- Bland with the Mayfly
- Born: 28 September 1878 Kent, England
- Died: 11 May 1971 (aged 92)
- Burial place: St Sennen's churchyard, Sennen, near Land's End, Cornwall
- Spouse: Charles Loftus Bland

= Lilian Bland =

English aviator

Lilian Bland (28 September 1878 – 11 May 1971) was an Anglo-Irish journalist and pioneer aviator who, in 1910–11, became one of the first women in Great Britain and Ireland, and maybe even in the world, to design, build, and fly an aircraft – the Bland Mayfly.

==Early life==
Bland was born in Maidstone, Kent on 28 September 1878, to a family of Anglo-Irish gentry, the third child of Emily Charlotte (née Madden) and John Humphrey Bland and lived at Willington House, on Willington Street (formerly Willington Lane). Around the turn of the century, she began working as a sports journalist and press photographer for various London newspapers, Bland lived an unconventional lifestyle for the period: smoking, wearing trousers, hunting, shooting, and fishing.

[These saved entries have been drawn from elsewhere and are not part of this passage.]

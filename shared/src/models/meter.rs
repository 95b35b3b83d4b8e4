//! Fuel meter models
//!
//! Two shapes per meter group: a raw form (attendant entry, kept as
//! text so partial input never fails) and a parsed reading (decimals,
//! missing/unparseable entries coerced to zero). The engine only ever
//! sees parsed readings.

use rust_decimal::Decimal;
use serde::{Deserialize, Serialize};

use crate::util::parse_decimal_lenient;

/// One dispenser counter read at shift start and end
#[derive(Debug, Clone, Copy, PartialEq, Default, Serialize, Deserialize)]
pub struct PumpReading {
    #[serde(with = "rust_decimal::serde::float")]
    pub opening: Decimal,
    #[serde(with = "rust_decimal::serde::float")]
    pub closing: Decimal,
}

impl PumpReading {
    pub fn new(opening: Decimal, closing: Decimal) -> Self {
        Self { opening, closing }
    }

    /// Volume dispensed over the shift (closing minus opening)
    pub fn delta(&self) -> Decimal {
        self.closing - self.opening
    }
}

/// Raw attendant entry for a super pump-pair
///
/// Fields stay `Option<String>` until computation: absence is a modeled
/// case, not a runtime probe.
#[derive(Debug, Clone, Default, Serialize, Deserialize)]
pub struct SuperMeterForm {
    pub pump1_opening: Option<String>,
    pub pump1_closing: Option<String>,
    pub pump2_opening: Option<String>,
    pub pump2_closing: Option<String>,
    /// GSA calibration draw, deducted from sellable volume
    pub test_draw: Option<String>,
    pub unit_price: Option<String>,
}

impl SuperMeterForm {
    /// Parse to decimals with the missing/unparseable-is-zero policy
    pub fn reading(&self) -> SuperReading {
        SuperReading {
            pumps: [
                PumpReading::new(
                    parse_decimal_lenient(self.pump1_opening.as_deref()),
                    parse_decimal_lenient(self.pump1_closing.as_deref()),
                ),
                PumpReading::new(
                    parse_decimal_lenient(self.pump2_opening.as_deref()),
                    parse_decimal_lenient(self.pump2_closing.as_deref()),
                ),
            ],
            test_draw: parse_decimal_lenient(self.test_draw.as_deref()),
            unit_price: parse_decimal_lenient(self.unit_price.as_deref()),
        }
    }

    pub fn group(&self) -> MeterGroup {
        MeterGroup::Super(self.reading())
    }
}

/// Raw attendant entry for the diesel pump-quad
#[derive(Debug, Clone, Default, Serialize, Deserialize)]
pub struct DieselMeterForm {
    pub d1_opening: Option<String>,
    pub d1_closing: Option<String>,
    pub d2_opening: Option<String>,
    pub d2_closing: Option<String>,
    pub d3_opening: Option<String>,
    pub d3_closing: Option<String>,
    pub d4_opening: Option<String>,
    pub d4_closing: Option<String>,
    /// Return-to-tank liters, deducted from sellable volume
    pub return_to_tank: Option<String>,
    pub unit_price: Option<String>,
}

impl DieselMeterForm {
    /// Parse to decimals with the missing/unparseable-is-zero policy
    pub fn reading(&self) -> DieselReading {
        let pump = |opening: &Option<String>, closing: &Option<String>| {
            PumpReading::new(
                parse_decimal_lenient(opening.as_deref()),
                parse_decimal_lenient(closing.as_deref()),
            )
        };
        DieselReading {
            pumps: [
                pump(&self.d1_opening, &self.d1_closing),
                pump(&self.d2_opening, &self.d2_closing),
                pump(&self.d3_opening, &self.d3_closing),
                pump(&self.d4_opening, &self.d4_closing),
            ],
            return_to_tank: parse_decimal_lenient(self.return_to_tank.as_deref()),
            unit_price: parse_decimal_lenient(self.unit_price.as_deref()),
        }
    }

    pub fn group(&self) -> MeterGroup {
        MeterGroup::Diesel(self.reading())
    }
}

/// Parsed super pump-pair reading
#[derive(Debug, Clone, Copy, PartialEq, Default, Serialize, Deserialize)]
pub struct SuperReading {
    pub pumps: [PumpReading; 2],
    #[serde(with = "rust_decimal::serde::float")]
    pub test_draw: Decimal,
    #[serde(with = "rust_decimal::serde::float")]
    pub unit_price: Decimal,
}

/// Parsed diesel pump-quad reading
#[derive(Debug, Clone, Copy, PartialEq, Default, Serialize, Deserialize)]
pub struct DieselReading {
    pub pumps: [PumpReading; 4],
    #[serde(with = "rust_decimal::serde::float")]
    pub return_to_tank: Decimal,
    #[serde(with = "rust_decimal::serde::float")]
    pub unit_price: Decimal,
}

/// A fuel meter group - the Meter Delta Calculator input
#[derive(Debug, Clone, Copy, PartialEq, Serialize, Deserialize)]
#[serde(tag = "kind", rename_all = "SCREAMING_SNAKE_CASE")]
pub enum MeterGroup {
    Super(SuperReading),
    Diesel(DieselReading),
}

impl MeterGroup {
    pub fn unit_price(&self) -> Decimal {
        match self {
            Self::Super(r) => r.unit_price,
            Self::Diesel(r) => r.unit_price,
        }
    }

    /// Sum of pump deltas before the test-draw / return deduction
    pub fn gross_delta(&self) -> Decimal {
        match self {
            Self::Super(r) => r.pumps.iter().map(PumpReading::delta).sum(),
            Self::Diesel(r) => r.pumps.iter().map(PumpReading::delta).sum(),
        }
    }

    /// Volume deducted from sellable liters (test draw or return-to-tank)
    pub fn deduction(&self) -> Decimal {
        match self {
            Self::Super(r) => r.test_draw,
            Self::Diesel(r) => r.return_to_tank,
        }
    }
}

#[cfg(test)]
mod tests {
    use super::*;
    use rust_decimal::Decimal;

    fn d(s: &str) -> Decimal {
        s.parse().unwrap()
    }

    #[test]
    fn test_super_form_parses_leniently() {
        let form = SuperMeterForm {
            pump1_opening: Some("100.00".into()),
            pump1_closing: Some("150.00".into()),
            pump2_opening: None,
            pump2_closing: Some("not a number".into()),
            test_draw: Some("5".into()),
            unit_price: Some("10.00".into()),
        };
        let reading = form.reading();
        assert_eq!(reading.pumps[0].delta(), d("50.00"));
        assert_eq!(reading.pumps[1].opening, Decimal::ZERO);
        assert_eq!(reading.pumps[1].closing, Decimal::ZERO);
        assert_eq!(reading.test_draw, d("5"));
        assert_eq!(reading.unit_price, d("10.00"));
    }

    #[test]
    fn test_diesel_form_maps_four_pumps() {
        let form = DieselMeterForm {
            d1_opening: Some("10".into()),
            d1_closing: Some("20".into()),
            d3_opening: Some("5".into()),
            d3_closing: Some("7.5".into()),
            ..Default::default()
        };
        let reading = form.reading();
        assert_eq!(reading.pumps[0].delta(), d("10"));
        assert_eq!(reading.pumps[1].delta(), Decimal::ZERO);
        assert_eq!(reading.pumps[2].delta(), d("2.5"));
        assert_eq!(reading.return_to_tank, Decimal::ZERO);
    }
}
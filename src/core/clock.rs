//! Time sources

use chrono::{DateTime, Duration, Utc};
use std::sync::Mutex;

/// Provides the current instant to anything that depends on wall-clock time.
pub trait Clock: Send + Sync {
    fn now(&self) -> DateTime<Utc>;
}

#[derive(Debug, Default, Clone, Copy)]
pub struct SystemClock;

impl Clock for SystemClock {
    fn now(&self) -> DateTime<Utc> {
        Utc::now()
    }
}

/// A clock that only moves when told to.
#[derive(Debug)]
pub struct FixedClock {
    now: Mutex<DateTime<Utc>>,
}

impl FixedClock {
    pub fn new(now: DateTime<Utc>) -> Self {
        Self {
            now: Mutex::new(now),
        }
    }

    pub fn set(&self, now: DateTime<Utc>) {
        *self.now.lock().unwrap_or_else(|e| e.into_inner()) = now;
    }

    pub fn advance(&self, by: Duration) {
        let mut now = self.now.lock().unwrap_or_else(|e| e.into_inner());
        *now += by;
    }
}

impl Clock for FixedClock {
    fn now(&self) -> DateTime<Utc> {
        *self.now.lock().unwrap_or_else(|e| e.into_inner())
    }
}
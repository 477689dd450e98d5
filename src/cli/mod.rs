pub mod careers;
pub mod compare;
pub mod convert;
pub mod rates;
pub mod setup;
pub mod ui;
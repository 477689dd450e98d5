use crate::core::rate::Provenance;
use comfy_table::modifiers::UTF8_ROUND_CORNERS;
use comfy_table::presets::UTF8_FULL;
use comfy_table::{Attribute, Cell, CellAlignment, Color, ContentArrangement, Table};
use console::style;
use indicatif::{ProgressBar, ProgressStyle};
use rust_decimal::Decimal;
use std::time::Duration;

/// Defines different styles for text elements.
pub enum StyleType {
    Title,
    TotalLabel,
    TotalValue,
    Subtle,
}

/// Applies a consistent style to a string.
pub fn style_text(text: &str, style_type: StyleType) -> String {
    let styled = match style_type {
        StyleType::Title => style(text).bold().underlined(),
        StyleType::TotalLabel => style(text).bold(),
        StyleType::TotalValue => style(text).green().bold(),
        StyleType::Subtle => style(text).dim(),
    };
    styled.to_string()
}

/// Creates a new `comfy_table::Table` with standard styling.
pub fn new_styled_table() -> Table {
    let mut table = Table::new();
    table
        .load_preset(UTF8_FULL)
        .apply_modifier(UTF8_ROUND_CORNERS)
        .set_content_arrangement(ContentArrangement::Dynamic);
    table
}

/// Creates a styled header cell for a table.
pub fn header_cell(text: &str) -> Cell {
    Cell::new(text)
        .fg(Color::Cyan)
        .add_attribute(Attribute::Bold)
}

/// Right-aligned cell for an amount.
pub fn amount_cell(value: Decimal) -> Cell {
    Cell::new(format_amount(value)).set_alignment(CellAlignment::Right)
}

/// Formats an `Option<T>` into a `Cell`. `None` is displayed as "N/A".
pub fn format_optional_cell<T>(value: Option<T>, format_fn: impl Fn(T) -> String) -> Cell {
    value.map_or(
        Cell::new("N/A")
            .fg(Color::DarkGrey)
            .set_alignment(CellAlignment::Right),
        |v| Cell::new(format_fn(v)).set_alignment(CellAlignment::Right),
    )
}

/// Colors the provenance so stale static data stands out.
pub fn provenance_cell(provenance: Provenance) -> Cell {
    let color = match provenance {
        Provenance::Primary => Color::Green,
        Provenance::Secondary => Color::Cyan,
        Provenance::Static => Color::Yellow,
    };
    Cell::new(provenance.to_string()).fg(color)
}

/// Formats an amount with thousands separators and two decimals, e.g. `152,540.00`.
pub fn format_amount(value: Decimal) -> String {
    let text = format!("{:.2}", value.abs());
    let (int_part, frac_part) = text.split_once('.').unwrap_or((&text, "00"));

    let mut grouped = String::with_capacity(int_part.len() + int_part.len() / 3);
    for (i, c) in int_part.chars().enumerate() {
        if i > 0 && (int_part.len() - i) % 3 == 0 {
            grouped.push(',');
        }
        grouped.push(c);
    }

    let sign = if value.is_sign_negative() && !value.is_zero() {
        "-"
    } else {
        ""
    };
    format!("{sign}{grouped}.{frac_part}")
}

/// Creates a spinner shown while rates are fetched.
pub fn new_spinner(message: &str) -> ProgressBar {
    let pb = ProgressBar::new_spinner();
    if let Ok(spinner_style) = ProgressStyle::default_spinner().template("{spinner:.green} {msg}")
    {
        pb.set_style(spinner_style);
    }
    pb.set_message(message.to_string());
    pb.enable_steady_tick(Duration::from_millis(100));
    pb
}

/// Prints a separator line matching the terminal width.
pub fn print_separator() {
    let term_width = console::Term::stdout()
        .size_checked()
        .map(|(_, w)| w as usize)
        .unwrap_or(80);
    println!("\n{}", "─".repeat(term_width));
}
use crate::core::rate::{ExchangeRate, Provenance};
use rust_decimal::Decimal;
use serde::{Deserialize, Serialize};
use std::collections::HashMap;

pub const STATIC_BASE_CURRENCY: &str = "BRL";
pub const STATIC_SOURCE_URL: &str = "https://www.bcb.gov.br";
pub const STATIC_UPDATED_AT: &str = "2025-12-01T00:00:00";

/// A manually maintained quote, as written in the config file.
#[derive(Debug, Clone, Deserialize, Serialize, PartialEq)]
pub struct FallbackRateConfig {
    pub currency: String,
    pub buy: Decimal,
    pub sell: Decimal,
    #[serde(default = "default_source_url")]
    pub source_url: String,
    #[serde(default = "default_updated_at")]
    pub updated_at: String,
}

fn default_source_url() -> String {
    STATIC_SOURCE_URL.to_string()
}

fn default_updated_at() -> String {
    STATIC_UPDATED_AT.to_string()
}

/// Last-resort quotes used when every network source fails, all quoted against one
/// base currency.
#[derive(Debug, Clone)]
pub struct FallbackTable {
    base_currency: String,
    rates: HashMap<String, ExchangeRate>,
}

impl FallbackTable {
    pub fn from_entries(base_currency: &str, entries: &[FallbackRateConfig]) -> Self {
        let rates = entries
            .iter()
            .map(|e| {
                let rate = ExchangeRate::new(
                    &e.currency,
                    e.buy,
                    e.sell,
                    Provenance::Static,
                    &e.source_url,
                    &e.updated_at,
                );
                (rate.currency().to_string(), rate)
            })
            .collect();
        Self {
            base_currency: base_currency.to_uppercase(),
            rates,
        }
    }

    pub fn base_currency(&self) -> &str {
        &self.base_currency
    }

    pub fn get(&self, currency: &str) -> Option<&ExchangeRate> {
        self.rates.get(&currency.to_uppercase())
    }

    /// Entries for the requested currencies; codes without a static entry are left out.
    pub fn select(&self, currencies: &[String]) -> HashMap<String, ExchangeRate> {
        currencies
            .iter()
            .filter_map(|c| self.get(c).map(|r| (r.currency().to_string(), r.clone())))
            .collect()
    }

    pub fn currencies(&self) -> impl Iterator<Item = &str> {
        self.rates.keys().map(String::as_str)
    }
}

pub fn default_entries() -> Vec<FallbackRateConfig> {
    [
        ("USD", Decimal::new(575, 2), Decimal::new(585, 2)),
        ("EUR", Decimal::new(605, 2), Decimal::new(615, 2)),
        ("GBP", Decimal::new(720, 2), Decimal::new(736, 2)),
    ]
    .into_iter()
    .map(|(currency, buy, sell)| FallbackRateConfig {
        currency: currency.to_string(),
        buy,
        sell,
        source_url: default_source_url(),
        updated_at: default_updated_at(),
    })
    .collect()
}

impl Default for FallbackTable {
    fn default() -> Self {
        Self::from_entries(STATIC_BASE_CURRENCY, &default_entries())
    }
}

#[cfg(test)]
mod tests {
    use super::*;
    use rust_decimal_macros::dec;

    #[test]
    fn test_default_table() {
        let table = FallbackTable::default();
        let usd = table.get("USD").unwrap();
        assert_eq!(usd.rate(), dec!(5.80));
        assert_eq!(usd.provenance(), Provenance::Static);
        assert_eq!(table.get("eur").unwrap().rate(), dec!(6.10));
        assert_eq!(table.get("GBP").unwrap().rate(), dec!(7.28));
        assert_eq!(table.base_currency(), "BRL");
    }

    #[test]
    fn test_select_skips_unknown_currencies() {
        let table = FallbackTable::default();
        let selected = table.select(&["USD".to_string(), "JPY".to_string()]);
        assert_eq!(selected.len(), 1);
        assert!(selected.contains_key("USD"));
    }
}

Between 1900 and 1906, following the death of her mother, Bland (aged 28) and her father moved to the family home Tobercorran House on Glebe Road West in Carnmoney, north of Belfast. Bland and her father moved in with her aunt Sarah Maria Wintringham Smythe (d. 1918). Sarah had married General William James Smythe on 15 December 1857; the couple had no children and Smythe had died on 12 July 1887.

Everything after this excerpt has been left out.